И в этот самый момент Егор Самоходов – обладатель литературного вкуса и мужской харизмы, известный издатель и вышибала высокого полета (его профиль – перевербовка независимых журналистов, скупка оптом стихов-рассказов у спивающихся гениев для создания литературной славы олигархам и губернаторам) – лично мне становится абсолютно неинтересен. Его душевные метания, проснувшаяся любовь, «гамлетовские» сомнения – продолжать убивать или уже остановиться, что ли, – ей-богу, не получается соотносить со своим опытом.

Интересен виртуозный актер Андрей Белый, тратящий на этого целлулоидного героя такое количество своей нервной энергии, что даже возникает иллюзия живого человека. Эта некрофильская вещица обязана своей относительной жизнеспособностью актерской самоотдаче и режиссерской фантазии.

Весь вечер на манеже (в черной коробке, объединивший зал и сцену) отчаянно работают коверные: Рыжий (Алексей Кравченко) и Белый (Федор Лавров). Точнее, оба они черные: от одежды до зубов (в человеке все должно быть ужасно).

Клоуны охотно влезают в действие: Белому очень идет роль продавшегося с потрохами поэта, Рыжий уморителен в гольфах и бантиках толстой, глупой и нелюбимой дочери Егора, объедающейся зубной пастой.

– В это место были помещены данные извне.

//! Full-precision multiply-divide.
//!
//! `a * b / d` is computed with a 512-bit (or 256-bit) intermediate so the
//! product never overflows before the division.  Only the final quotient
//! must fit in the output type.
//!
//! # Examples
//!
//! ```
//! use irs_amm::domain::Rounding;
//! use irs_amm::math::{mul_div_signed, mul_div_u128};
//!
//! assert_eq!(mul_div_u128(u128::MAX, 4, 8, Rounding::Down).ok(), Some(u128::MAX / 2));
//! assert_eq!(mul_div_u128(10, 1, 3, Rounding::Up).ok(), Some(4));
//! // floor(-10 / 3) = -4
//! assert_eq!(mul_div_signed(-10, 1, 3, Rounding::Down).ok(), Some(-4));
//! ```

use primitive_types::{U256, U512};

use crate::domain::Rounding;
use crate::error::{IrsError, Result};

/// `a * b / denominator` on 256-bit operands with a 512-bit product.
///
/// # Errors
///
/// - [`IrsError::DivisionByZero`] if `denominator` is zero.
/// - [`IrsError::Overflow`] if the quotient exceeds 256 bits.
pub fn mul_div(a: U256, b: U256, denominator: U256, rounding: Rounding) -> Result<U256> {
    if denominator.is_zero() {
        return Err(IrsError::DivisionByZero);
    }
    let product: U512 = a.full_mul(b);
    let (quotient, remainder) = product.div_mod(U512::from(denominator));
    let quotient = if rounding.is_up() && !remainder.is_zero() {
        quotient
            .checked_add(U512::one())
            .ok_or(IrsError::Overflow("mul_div rounding"))?
    } else {
        quotient
    };
    U256::try_from(quotient).map_err(|_| IrsError::Overflow("mul_div result exceeds 256 bits"))
}

/// Narrows a `U256` into a `u128`.
///
/// # Errors
///
/// Returns [`IrsError::Overflow`] with `context` if the value needs more
/// than 128 bits.
pub fn to_u128(value: U256, context: &'static str) -> Result<u128> {
    if value.bits() > 128 {
        return Err(IrsError::Overflow(context));
    }
    Ok(value.low_u128())
}

/// `a * b / denominator` on `u128` operands.
///
/// # Errors
///
/// - [`IrsError::DivisionByZero`] if `denominator` is zero.
/// - [`IrsError::Overflow`] if the quotient exceeds `u128`.
pub fn mul_div_u128(a: u128, b: u128, denominator: u128, rounding: Rounding) -> Result<u128> {
    if denominator == 0 {
        return Err(IrsError::DivisionByZero);
    }
    // Both factors are below 2^128, so the product fits in 256 bits.
    let product = U256::from(a) * U256::from(b);
    let (quotient, remainder) = product.div_mod(U256::from(denominator));
    let quotient = if rounding.is_up() && !remainder.is_zero() {
        quotient + U256::one()
    } else {
        quotient
    };
    to_u128(quotient, "mul_div result exceeds 128 bits")
}

/// `a * b / denominator` for a signed `a`.
///
/// [`Rounding::Down`] floors towards negative infinity and
/// [`Rounding::Up`] ceils towards positive infinity, whatever the sign.
///
/// # Errors
///
/// - [`IrsError::DivisionByZero`] if `denominator` is zero.
/// - [`IrsError::Overflow`] if the quotient does not fit in `i128`.
pub fn mul_div_signed(a: i128, b: u128, denominator: u128, rounding: Rounding) -> Result<i128> {
    let negative = a < 0;
    let magnitude_rounding = if negative { rounding.flip() } else { rounding };
    let magnitude = mul_div_u128(a.unsigned_abs(), b, denominator, magnitude_rounding)?;
    apply_sign(magnitude, negative)
}

/// Re-attaches a sign to a magnitude.
///
/// # Errors
///
/// Returns [`IrsError::Overflow`] if the magnitude does not fit in `i128`.
pub fn apply_sign(magnitude: u128, negative: bool) -> Result<i128> {
    if negative {
        if magnitude == i128::MIN.unsigned_abs() {
            return Ok(i128::MIN);
        }
        let value = i128::try_from(magnitude).map_err(|_| IrsError::Overflow("signed magnitude"))?;
        Ok(-value)
    } else {
        i128::try_from(magnitude).map_err(|_| IrsError::Overflow("signed magnitude"))
    }
}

Кирилл Серебренников много чего придумал, чтобы поддерживать жизнедеятельность этой мертворожденной «литературы» и присовокупить спектакль «Околоноля» к своей коллекции действительно талантливых спектаклей и фильмов о России – заколдованном искривленном пространстве, эдакой Зоне, черной дыре, где не действуют законы природы и человека («Юрьев день», «Киже», «Мертвые души», «Господа Головлевы»).

Черные костюмы (порой совершенно фантастические), черный потолок, створки которого порой с грохотом распахиваются, открывая за ними еще большую черноту, новомодные айпэды с первыми лицами бомонда вместо человеческих лиц, жутковатое реалити-шоу с убийством любимой женщины Егора Плаксы (инопланетно красивая Паулина Андреева)...

Но в этом ряду спектакль «Околоноля», будучи самым амбициозным проектом, смотрится бедным родственником – именно потому, что в основе его лежит довольно циничная имитация.